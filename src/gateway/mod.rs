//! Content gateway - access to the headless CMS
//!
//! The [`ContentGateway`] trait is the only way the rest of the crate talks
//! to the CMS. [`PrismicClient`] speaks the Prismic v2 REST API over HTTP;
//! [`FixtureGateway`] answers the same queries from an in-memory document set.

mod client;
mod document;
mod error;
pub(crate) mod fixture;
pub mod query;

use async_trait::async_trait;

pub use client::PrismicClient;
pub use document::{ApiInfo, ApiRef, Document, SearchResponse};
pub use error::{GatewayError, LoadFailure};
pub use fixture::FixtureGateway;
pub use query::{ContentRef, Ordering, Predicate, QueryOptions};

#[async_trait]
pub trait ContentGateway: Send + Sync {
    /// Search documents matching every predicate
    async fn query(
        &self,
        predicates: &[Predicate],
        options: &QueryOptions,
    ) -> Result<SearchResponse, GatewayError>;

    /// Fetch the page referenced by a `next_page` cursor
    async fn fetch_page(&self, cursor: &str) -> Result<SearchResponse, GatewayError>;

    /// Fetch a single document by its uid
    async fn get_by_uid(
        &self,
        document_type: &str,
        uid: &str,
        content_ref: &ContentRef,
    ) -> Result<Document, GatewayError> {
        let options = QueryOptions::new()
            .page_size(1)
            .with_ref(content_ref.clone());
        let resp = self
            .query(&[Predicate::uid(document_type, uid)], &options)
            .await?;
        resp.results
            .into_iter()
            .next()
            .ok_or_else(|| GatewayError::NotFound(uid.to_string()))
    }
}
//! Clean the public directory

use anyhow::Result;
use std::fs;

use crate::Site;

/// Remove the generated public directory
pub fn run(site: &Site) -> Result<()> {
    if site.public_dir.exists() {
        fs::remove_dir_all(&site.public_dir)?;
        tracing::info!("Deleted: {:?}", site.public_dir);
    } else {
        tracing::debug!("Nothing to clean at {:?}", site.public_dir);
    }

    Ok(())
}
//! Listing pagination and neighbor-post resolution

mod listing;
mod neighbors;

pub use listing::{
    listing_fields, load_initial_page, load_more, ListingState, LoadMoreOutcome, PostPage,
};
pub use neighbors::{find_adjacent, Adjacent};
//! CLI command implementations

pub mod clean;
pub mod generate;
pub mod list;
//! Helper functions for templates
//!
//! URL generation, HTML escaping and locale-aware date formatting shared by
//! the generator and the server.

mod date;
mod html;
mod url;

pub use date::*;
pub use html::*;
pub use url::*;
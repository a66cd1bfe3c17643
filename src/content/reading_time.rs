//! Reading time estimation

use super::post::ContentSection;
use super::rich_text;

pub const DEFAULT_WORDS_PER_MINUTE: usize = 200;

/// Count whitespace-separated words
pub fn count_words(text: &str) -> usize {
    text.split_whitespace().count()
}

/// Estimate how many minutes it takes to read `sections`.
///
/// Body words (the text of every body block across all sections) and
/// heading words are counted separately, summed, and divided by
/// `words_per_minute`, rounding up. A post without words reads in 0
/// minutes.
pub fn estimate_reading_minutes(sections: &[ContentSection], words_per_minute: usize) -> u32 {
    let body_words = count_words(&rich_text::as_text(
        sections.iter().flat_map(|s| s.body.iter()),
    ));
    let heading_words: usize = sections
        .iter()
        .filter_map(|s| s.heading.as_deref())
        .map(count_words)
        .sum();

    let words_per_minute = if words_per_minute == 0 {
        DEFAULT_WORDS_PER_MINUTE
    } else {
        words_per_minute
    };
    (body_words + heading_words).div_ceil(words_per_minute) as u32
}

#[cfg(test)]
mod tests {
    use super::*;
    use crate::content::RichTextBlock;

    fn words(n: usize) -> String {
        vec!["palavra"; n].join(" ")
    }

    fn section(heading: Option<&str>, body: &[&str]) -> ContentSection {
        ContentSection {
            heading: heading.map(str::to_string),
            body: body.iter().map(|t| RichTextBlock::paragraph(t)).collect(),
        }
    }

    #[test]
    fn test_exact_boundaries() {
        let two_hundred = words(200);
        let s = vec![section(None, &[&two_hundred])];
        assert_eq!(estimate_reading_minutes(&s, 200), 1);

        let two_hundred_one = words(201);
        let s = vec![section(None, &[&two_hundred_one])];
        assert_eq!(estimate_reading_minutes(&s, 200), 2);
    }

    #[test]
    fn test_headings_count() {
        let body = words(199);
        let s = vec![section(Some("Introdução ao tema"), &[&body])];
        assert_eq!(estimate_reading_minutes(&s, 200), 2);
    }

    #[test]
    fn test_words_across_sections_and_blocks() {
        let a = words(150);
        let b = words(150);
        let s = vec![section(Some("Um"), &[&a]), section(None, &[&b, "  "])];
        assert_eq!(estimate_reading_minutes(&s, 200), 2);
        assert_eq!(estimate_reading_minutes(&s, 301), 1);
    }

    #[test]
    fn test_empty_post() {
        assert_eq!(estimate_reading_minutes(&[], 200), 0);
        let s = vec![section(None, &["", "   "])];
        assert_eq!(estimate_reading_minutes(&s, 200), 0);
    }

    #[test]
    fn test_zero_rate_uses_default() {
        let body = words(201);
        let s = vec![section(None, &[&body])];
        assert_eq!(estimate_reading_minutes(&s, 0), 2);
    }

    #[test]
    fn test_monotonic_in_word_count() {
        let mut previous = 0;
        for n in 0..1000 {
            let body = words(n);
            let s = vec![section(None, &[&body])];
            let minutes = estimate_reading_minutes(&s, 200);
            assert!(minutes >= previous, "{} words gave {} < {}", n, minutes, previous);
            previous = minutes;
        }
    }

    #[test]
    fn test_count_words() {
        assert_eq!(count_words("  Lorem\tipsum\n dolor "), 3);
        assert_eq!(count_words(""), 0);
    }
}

---

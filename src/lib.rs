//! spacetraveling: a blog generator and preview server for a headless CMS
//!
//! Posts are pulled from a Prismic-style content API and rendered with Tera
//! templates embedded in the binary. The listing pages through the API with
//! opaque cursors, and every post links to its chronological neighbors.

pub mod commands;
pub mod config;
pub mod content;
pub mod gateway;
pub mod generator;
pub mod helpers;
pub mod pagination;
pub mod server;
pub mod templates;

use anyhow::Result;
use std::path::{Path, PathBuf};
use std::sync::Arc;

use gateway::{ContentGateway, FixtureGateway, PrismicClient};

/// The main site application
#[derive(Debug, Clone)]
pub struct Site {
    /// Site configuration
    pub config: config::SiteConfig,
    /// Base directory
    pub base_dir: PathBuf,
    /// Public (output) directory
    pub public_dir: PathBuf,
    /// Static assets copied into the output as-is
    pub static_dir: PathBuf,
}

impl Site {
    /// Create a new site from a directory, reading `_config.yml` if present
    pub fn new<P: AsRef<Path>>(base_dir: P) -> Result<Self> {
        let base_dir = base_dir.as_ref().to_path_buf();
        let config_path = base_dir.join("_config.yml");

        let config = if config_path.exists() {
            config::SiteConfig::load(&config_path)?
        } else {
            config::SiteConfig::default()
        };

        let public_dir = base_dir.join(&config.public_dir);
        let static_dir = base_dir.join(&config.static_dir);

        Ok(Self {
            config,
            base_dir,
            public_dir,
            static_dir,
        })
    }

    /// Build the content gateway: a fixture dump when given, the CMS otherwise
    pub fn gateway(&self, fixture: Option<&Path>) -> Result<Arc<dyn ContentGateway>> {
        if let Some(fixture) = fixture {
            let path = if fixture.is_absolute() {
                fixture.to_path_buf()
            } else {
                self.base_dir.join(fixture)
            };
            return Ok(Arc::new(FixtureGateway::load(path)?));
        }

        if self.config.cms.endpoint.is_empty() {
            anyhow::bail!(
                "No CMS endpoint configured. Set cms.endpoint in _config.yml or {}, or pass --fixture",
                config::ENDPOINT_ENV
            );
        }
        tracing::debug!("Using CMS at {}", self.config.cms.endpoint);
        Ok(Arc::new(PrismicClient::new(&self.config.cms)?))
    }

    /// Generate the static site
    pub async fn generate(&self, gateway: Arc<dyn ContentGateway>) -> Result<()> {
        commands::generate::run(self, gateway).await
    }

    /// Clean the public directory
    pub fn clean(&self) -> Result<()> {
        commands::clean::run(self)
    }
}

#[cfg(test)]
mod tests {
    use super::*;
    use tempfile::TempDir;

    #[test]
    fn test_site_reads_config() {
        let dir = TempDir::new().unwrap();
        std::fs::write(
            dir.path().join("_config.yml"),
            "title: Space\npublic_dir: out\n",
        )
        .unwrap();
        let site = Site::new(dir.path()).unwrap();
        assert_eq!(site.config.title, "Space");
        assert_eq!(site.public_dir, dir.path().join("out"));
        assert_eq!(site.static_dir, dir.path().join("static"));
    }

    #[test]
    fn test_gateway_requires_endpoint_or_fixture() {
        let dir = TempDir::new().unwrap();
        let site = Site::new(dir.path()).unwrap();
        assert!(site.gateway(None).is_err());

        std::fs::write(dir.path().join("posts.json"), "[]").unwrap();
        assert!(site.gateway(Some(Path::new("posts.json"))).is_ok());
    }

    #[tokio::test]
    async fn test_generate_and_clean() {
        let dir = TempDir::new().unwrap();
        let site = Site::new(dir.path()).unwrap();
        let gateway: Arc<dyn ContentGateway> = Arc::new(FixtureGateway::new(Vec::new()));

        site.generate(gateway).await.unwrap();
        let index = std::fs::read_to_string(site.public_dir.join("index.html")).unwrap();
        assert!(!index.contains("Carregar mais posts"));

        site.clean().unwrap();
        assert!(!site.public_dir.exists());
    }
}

> _THE TASK_
Return only the part of the records above that opens with the line containing "repository a66cd1bfe3c17643" and closes with the line containing "words_per_minute: usize) ->", ends included.

> _EXERCISE RESULT_
repository a66cd1bfe3c17643
filename src/content/reading_time.rs
//! Reading time estimation

use super::post::ContentSection;
use super::rich_text;

pub const DEFAULT_WORDS_PER_MINUTE: usize = 200;

/// Count whitespace-separated words
pub fn count_words(text: &str) -> usize {
    text.split_whitespace().count()
}

/// Estimate how many minutes it takes to read `sections`.
///
/// Body words (the text of every body block across all sections) and
/// heading words are counted separately, summed, and divided by
/// `words_per_minute`, rounding up. A post without words reads in 0
/// minutes.
pub fn estimate_reading_minutes(sections: &[ContentSection], words_per_minute: usize) -> u32 {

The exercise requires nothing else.